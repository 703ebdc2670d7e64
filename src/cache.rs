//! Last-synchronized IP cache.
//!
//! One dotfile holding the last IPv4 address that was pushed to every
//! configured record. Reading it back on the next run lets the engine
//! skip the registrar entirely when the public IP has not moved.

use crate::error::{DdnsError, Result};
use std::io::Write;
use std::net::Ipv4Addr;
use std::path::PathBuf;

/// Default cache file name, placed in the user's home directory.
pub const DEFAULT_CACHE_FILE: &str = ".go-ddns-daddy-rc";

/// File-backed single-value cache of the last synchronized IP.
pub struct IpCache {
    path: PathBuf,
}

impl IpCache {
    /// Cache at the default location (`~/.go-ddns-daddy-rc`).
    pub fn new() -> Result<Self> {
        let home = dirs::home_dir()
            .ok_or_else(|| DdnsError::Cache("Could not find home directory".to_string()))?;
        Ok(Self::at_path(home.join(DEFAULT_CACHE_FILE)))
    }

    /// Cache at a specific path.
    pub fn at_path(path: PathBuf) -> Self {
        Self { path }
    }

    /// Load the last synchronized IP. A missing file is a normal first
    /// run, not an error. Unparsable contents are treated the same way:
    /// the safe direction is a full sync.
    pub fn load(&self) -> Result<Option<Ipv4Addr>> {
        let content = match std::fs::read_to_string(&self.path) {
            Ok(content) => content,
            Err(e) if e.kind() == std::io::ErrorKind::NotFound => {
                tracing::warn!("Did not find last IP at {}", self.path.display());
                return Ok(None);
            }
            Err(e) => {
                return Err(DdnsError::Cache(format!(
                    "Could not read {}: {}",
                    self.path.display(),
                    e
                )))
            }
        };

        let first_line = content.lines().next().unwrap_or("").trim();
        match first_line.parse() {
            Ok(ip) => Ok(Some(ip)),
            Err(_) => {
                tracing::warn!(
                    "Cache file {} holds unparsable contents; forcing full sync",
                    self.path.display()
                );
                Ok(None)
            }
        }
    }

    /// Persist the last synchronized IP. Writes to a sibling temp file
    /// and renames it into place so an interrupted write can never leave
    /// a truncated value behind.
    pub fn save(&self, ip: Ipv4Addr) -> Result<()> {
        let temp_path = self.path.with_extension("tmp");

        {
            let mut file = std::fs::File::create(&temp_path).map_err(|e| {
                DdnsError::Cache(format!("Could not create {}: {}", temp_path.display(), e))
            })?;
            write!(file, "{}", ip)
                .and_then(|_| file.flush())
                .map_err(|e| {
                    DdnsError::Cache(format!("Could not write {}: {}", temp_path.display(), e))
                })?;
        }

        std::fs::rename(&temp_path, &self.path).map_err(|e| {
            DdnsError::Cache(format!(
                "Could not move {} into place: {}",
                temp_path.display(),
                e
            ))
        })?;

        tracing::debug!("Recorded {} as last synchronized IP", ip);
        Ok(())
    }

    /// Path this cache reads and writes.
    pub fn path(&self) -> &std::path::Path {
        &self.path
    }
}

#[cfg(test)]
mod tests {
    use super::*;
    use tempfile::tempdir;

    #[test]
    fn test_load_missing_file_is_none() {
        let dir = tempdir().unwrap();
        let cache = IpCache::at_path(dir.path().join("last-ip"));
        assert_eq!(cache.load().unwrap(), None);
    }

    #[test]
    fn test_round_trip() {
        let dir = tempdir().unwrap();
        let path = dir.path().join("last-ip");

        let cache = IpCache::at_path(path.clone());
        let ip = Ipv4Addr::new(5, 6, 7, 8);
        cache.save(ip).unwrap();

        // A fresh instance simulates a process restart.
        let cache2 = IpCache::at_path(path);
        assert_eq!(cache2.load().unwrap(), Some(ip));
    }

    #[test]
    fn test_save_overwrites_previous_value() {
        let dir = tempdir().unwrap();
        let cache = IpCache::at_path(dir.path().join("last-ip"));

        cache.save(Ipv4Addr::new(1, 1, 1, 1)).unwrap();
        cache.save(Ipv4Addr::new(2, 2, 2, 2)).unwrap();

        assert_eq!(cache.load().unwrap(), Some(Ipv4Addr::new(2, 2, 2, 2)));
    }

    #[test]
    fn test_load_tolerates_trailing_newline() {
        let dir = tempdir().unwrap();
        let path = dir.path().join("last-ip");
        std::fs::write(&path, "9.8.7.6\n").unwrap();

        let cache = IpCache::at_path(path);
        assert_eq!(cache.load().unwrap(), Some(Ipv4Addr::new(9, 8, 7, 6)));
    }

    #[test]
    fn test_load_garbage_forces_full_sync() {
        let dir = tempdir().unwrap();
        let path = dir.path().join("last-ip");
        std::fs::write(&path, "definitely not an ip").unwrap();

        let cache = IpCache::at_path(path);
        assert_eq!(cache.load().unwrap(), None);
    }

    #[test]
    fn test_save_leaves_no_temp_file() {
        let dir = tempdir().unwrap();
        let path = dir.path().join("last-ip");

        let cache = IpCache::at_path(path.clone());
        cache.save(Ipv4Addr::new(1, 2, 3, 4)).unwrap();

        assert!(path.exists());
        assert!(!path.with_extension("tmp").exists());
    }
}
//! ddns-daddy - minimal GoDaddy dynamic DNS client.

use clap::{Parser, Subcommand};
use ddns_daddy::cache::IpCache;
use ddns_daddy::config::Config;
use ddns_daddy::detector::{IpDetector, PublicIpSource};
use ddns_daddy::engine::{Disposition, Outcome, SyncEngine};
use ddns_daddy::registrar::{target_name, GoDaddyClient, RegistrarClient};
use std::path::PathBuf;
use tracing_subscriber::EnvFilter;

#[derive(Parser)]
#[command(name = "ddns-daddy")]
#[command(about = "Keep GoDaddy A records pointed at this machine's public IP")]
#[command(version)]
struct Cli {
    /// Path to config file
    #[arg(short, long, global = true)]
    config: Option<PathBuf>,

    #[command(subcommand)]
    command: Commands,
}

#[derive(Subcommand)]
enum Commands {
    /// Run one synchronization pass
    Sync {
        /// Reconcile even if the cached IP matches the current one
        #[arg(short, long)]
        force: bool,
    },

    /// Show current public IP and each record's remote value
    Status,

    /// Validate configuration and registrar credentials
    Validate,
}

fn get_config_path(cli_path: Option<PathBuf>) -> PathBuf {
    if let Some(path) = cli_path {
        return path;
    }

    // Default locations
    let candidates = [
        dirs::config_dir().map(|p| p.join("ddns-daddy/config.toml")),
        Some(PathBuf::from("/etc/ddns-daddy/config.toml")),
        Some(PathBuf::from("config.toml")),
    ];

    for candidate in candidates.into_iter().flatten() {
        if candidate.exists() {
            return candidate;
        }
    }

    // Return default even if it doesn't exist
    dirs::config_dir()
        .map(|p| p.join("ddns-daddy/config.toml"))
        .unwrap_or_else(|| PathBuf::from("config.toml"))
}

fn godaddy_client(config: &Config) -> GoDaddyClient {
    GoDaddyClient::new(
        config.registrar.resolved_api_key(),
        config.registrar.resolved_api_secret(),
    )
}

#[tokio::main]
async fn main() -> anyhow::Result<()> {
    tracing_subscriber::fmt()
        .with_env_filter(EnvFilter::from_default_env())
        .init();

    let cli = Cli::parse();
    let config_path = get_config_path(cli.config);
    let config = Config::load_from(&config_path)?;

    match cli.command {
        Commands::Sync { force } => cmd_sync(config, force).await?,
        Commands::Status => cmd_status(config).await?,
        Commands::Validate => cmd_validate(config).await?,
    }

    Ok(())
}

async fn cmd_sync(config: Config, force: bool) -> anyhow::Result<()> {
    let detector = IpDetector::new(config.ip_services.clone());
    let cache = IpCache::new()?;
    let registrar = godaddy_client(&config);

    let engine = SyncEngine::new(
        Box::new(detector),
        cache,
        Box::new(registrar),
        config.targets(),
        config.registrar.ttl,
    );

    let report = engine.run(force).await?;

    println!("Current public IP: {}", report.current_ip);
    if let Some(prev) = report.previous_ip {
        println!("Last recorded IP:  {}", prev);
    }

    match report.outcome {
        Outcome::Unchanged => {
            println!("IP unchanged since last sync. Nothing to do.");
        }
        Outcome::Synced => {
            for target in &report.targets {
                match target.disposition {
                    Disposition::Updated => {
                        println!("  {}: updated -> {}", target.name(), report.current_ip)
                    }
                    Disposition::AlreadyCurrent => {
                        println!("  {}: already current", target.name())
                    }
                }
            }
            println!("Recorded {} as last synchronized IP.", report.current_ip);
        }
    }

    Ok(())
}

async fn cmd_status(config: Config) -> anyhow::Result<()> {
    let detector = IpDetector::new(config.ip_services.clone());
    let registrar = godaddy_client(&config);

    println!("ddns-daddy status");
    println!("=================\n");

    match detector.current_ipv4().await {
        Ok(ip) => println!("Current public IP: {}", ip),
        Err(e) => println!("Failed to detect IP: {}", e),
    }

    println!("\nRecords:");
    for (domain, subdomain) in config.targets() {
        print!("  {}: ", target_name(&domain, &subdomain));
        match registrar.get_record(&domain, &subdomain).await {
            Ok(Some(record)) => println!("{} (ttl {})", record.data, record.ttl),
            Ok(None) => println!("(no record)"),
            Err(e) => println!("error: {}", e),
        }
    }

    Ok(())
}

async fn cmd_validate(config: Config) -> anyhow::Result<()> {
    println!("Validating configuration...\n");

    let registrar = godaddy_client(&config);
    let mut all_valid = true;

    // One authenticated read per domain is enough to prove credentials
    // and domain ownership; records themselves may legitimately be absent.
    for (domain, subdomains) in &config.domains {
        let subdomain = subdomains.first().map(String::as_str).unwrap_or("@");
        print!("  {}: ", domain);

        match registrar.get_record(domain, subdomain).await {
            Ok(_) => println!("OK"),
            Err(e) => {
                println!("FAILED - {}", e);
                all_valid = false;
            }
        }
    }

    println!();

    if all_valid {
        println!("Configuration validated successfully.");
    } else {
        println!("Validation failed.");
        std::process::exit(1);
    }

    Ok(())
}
==
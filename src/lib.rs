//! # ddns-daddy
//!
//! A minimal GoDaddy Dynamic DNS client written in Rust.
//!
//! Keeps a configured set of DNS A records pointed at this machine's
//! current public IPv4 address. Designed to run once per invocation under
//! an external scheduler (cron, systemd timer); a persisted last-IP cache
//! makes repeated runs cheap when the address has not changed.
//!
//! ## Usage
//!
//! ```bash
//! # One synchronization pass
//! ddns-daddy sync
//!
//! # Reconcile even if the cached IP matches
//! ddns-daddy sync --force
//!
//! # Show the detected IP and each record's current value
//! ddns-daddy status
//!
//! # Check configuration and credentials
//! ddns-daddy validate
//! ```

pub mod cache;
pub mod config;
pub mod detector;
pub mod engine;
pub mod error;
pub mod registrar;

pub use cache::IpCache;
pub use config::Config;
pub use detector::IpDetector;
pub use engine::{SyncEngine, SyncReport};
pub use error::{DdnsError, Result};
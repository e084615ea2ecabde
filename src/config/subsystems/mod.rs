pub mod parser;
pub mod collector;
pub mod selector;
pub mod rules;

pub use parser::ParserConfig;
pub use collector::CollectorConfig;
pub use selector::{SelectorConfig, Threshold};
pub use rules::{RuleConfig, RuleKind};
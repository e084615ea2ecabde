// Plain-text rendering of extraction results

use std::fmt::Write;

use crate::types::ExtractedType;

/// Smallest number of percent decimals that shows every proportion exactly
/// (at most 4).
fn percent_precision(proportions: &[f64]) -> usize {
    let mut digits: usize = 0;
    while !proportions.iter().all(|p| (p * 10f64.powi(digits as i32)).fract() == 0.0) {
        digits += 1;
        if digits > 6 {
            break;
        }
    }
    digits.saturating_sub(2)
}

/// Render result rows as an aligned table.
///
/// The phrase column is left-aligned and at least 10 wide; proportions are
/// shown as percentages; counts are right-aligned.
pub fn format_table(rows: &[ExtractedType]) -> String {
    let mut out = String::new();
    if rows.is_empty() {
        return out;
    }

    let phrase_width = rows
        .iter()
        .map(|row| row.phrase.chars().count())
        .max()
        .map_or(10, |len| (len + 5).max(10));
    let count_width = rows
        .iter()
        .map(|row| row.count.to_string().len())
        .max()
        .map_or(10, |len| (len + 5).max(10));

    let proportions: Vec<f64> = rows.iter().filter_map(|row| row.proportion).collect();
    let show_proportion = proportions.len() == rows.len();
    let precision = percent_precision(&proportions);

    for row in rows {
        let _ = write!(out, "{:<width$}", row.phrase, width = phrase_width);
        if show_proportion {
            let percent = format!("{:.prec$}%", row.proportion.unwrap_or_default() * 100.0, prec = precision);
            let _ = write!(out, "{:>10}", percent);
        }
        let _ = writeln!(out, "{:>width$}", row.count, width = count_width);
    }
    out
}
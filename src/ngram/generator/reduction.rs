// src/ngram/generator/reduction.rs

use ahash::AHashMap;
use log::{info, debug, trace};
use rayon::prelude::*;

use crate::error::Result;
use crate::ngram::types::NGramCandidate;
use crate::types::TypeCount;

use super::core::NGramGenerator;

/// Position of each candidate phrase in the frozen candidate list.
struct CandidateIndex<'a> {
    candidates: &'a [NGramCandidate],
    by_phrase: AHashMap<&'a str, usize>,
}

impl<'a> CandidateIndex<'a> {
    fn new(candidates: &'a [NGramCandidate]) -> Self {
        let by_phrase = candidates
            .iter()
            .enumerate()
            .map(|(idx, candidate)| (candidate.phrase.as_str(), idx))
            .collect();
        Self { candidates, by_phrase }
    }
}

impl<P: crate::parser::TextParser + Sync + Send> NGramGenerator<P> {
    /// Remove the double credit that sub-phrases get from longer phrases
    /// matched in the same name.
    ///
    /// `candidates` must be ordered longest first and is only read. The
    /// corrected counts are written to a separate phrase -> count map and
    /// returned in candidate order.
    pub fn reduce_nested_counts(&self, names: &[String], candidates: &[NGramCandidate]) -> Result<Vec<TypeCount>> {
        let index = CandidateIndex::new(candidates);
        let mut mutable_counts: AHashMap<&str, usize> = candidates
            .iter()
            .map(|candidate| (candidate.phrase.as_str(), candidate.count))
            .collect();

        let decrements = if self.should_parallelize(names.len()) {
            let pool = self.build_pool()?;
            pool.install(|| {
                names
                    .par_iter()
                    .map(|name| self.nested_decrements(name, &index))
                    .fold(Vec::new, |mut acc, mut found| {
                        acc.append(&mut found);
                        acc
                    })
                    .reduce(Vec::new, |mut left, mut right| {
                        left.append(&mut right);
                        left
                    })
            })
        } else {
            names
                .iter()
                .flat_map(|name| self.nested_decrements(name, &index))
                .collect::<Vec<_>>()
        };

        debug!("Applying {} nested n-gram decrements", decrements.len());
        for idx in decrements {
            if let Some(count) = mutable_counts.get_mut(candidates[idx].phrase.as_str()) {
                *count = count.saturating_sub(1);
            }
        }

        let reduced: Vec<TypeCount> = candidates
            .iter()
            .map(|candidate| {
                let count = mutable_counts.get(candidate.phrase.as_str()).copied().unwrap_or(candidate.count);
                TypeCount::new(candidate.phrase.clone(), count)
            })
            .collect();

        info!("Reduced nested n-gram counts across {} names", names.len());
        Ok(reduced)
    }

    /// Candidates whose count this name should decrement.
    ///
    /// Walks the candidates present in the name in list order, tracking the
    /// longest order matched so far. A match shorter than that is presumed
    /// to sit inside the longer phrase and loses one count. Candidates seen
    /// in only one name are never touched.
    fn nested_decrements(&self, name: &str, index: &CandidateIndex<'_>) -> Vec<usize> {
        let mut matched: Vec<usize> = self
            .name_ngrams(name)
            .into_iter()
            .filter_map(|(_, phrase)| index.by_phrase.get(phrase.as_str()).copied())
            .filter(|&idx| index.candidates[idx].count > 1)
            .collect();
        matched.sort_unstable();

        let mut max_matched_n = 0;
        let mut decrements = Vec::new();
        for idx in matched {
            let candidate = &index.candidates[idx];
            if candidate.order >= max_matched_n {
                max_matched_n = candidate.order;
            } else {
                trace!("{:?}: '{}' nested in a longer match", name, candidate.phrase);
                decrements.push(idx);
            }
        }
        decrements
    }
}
--
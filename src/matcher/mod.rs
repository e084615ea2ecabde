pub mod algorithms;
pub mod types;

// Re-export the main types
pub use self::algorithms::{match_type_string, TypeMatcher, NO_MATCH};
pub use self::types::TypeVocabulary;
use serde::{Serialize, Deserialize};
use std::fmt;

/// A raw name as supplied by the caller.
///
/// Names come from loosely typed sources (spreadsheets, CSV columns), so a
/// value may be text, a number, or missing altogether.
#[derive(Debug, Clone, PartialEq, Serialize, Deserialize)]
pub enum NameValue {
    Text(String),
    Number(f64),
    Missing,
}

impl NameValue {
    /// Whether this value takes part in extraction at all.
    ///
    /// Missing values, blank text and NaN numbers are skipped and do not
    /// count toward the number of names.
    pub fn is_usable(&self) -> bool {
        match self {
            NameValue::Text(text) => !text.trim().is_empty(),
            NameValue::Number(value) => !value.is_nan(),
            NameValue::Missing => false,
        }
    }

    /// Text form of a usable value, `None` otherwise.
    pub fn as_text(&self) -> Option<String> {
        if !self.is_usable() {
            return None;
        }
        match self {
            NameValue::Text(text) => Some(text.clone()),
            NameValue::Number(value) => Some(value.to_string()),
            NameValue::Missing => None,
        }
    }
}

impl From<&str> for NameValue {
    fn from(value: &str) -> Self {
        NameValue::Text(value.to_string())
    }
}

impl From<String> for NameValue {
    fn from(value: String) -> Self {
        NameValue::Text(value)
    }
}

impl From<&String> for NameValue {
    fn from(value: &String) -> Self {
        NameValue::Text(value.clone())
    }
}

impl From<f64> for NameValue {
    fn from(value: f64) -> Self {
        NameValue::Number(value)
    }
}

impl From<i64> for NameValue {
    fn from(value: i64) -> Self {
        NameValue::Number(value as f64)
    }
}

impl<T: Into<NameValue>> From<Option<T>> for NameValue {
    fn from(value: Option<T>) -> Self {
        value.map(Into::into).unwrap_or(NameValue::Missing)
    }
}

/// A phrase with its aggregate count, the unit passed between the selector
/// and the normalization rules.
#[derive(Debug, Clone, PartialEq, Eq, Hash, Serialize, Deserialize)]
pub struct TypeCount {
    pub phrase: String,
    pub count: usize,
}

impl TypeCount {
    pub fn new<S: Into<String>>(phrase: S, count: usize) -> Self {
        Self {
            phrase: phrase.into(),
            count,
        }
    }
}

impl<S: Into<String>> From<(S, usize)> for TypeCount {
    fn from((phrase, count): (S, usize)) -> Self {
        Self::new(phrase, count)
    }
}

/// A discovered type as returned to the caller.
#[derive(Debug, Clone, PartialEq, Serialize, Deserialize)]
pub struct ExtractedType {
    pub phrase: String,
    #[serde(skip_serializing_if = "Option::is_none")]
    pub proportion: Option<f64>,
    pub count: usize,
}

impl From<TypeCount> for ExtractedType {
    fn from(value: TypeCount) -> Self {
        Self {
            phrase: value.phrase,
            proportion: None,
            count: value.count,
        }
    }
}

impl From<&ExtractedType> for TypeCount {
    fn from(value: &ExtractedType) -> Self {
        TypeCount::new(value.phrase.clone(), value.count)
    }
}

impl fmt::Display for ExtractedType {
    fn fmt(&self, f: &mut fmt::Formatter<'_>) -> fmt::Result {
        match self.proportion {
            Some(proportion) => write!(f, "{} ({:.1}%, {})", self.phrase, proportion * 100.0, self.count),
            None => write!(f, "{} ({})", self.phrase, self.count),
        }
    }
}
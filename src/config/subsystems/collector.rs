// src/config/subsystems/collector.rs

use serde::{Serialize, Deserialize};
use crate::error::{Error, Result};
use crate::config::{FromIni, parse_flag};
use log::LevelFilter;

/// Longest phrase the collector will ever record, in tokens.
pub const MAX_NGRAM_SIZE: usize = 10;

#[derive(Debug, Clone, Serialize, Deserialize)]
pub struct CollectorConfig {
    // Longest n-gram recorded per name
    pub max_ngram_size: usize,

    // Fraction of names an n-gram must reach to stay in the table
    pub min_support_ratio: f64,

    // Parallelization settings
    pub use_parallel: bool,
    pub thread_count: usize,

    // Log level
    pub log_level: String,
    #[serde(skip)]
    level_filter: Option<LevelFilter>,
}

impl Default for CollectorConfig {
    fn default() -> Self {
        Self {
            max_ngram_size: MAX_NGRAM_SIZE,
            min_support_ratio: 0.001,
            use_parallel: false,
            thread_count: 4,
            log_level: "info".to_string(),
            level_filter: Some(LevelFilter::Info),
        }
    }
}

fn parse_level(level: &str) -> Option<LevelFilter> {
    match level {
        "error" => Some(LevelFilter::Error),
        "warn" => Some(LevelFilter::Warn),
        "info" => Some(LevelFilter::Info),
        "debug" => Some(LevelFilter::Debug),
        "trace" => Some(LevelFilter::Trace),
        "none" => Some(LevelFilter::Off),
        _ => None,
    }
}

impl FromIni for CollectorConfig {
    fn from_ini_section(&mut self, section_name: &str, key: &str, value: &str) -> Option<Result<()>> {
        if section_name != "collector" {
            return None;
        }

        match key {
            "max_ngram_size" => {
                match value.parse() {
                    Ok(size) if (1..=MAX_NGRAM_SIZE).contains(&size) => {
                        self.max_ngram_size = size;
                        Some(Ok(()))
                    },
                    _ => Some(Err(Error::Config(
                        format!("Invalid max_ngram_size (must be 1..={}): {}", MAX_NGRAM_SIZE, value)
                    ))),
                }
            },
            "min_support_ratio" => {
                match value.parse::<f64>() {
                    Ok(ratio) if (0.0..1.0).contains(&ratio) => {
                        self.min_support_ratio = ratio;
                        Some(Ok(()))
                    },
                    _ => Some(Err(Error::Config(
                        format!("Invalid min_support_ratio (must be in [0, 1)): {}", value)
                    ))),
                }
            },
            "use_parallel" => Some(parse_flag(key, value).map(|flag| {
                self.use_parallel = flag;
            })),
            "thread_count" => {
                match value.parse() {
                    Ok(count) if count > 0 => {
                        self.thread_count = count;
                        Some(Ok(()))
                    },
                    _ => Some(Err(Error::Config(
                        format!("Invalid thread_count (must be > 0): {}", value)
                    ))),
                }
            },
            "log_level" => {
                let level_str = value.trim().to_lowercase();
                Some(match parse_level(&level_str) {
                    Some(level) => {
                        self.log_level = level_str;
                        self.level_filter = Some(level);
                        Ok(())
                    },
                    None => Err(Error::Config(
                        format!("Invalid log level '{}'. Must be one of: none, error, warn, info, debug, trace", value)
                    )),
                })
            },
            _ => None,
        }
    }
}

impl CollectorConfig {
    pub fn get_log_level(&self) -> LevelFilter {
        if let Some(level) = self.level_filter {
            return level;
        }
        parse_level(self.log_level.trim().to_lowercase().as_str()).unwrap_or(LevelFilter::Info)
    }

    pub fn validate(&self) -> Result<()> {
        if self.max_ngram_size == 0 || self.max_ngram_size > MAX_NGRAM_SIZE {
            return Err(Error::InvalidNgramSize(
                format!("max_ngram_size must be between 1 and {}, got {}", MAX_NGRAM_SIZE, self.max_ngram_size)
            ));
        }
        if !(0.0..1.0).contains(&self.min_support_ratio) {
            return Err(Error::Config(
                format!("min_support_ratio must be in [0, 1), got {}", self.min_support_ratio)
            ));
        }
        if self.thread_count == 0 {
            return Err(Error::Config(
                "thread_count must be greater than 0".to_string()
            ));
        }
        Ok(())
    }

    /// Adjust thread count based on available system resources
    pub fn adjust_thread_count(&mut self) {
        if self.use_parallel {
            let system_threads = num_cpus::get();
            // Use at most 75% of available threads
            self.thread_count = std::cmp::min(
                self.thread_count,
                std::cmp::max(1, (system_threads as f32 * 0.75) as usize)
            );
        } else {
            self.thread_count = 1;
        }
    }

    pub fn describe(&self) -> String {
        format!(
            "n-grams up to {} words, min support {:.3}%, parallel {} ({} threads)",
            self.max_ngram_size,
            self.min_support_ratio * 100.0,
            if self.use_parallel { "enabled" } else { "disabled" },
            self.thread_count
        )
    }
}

* Task goal:
In the entries above, the lines between the one holding "fn from(value: Option<T>)" and the one holding "impl From<&ExtractedType> for", inclusive, are to be printed exactly as written, and those alone.

* Answer for the task:
    fn from(value: Option<T>) -> Self {
        value.map(Into::into).unwrap_or(NameValue::Missing)
    }
}

/// A phrase with its aggregate count, the unit passed between the selector
/// and the normalization rules.
#[derive(Debug, Clone, PartialEq, Eq, Hash, Serialize, Deserialize)]
pub struct TypeCount {
    pub phrase: String,
    pub count: usize,
}

impl TypeCount {
    pub fn new<S: Into<String>>(phrase: S, count: usize) -> Self {
        Self {
            phrase: phrase.into(),
            count,
        }
    }
}

impl<S: Into<String>> From<(S, usize)> for TypeCount {
    fn from((phrase, count): (S, usize)) -> Self {
        Self::new(phrase, count)
    }
}

/// A discovered type as returned to the caller.
#[derive(Debug, Clone, PartialEq, Serialize, Deserialize)]
pub struct ExtractedType {
    pub phrase: String,
    #[serde(skip_serializing_if = "Option::is_none")]
    pub proportion: Option<f64>,
    pub count: usize,
}

impl From<TypeCount> for ExtractedType {
    fn from(value: TypeCount) -> Self {
        Self {
            phrase: value.phrase,
            proportion: None,
            count: value.count,
        }
    }
}

impl From<&ExtractedType> for TypeCount {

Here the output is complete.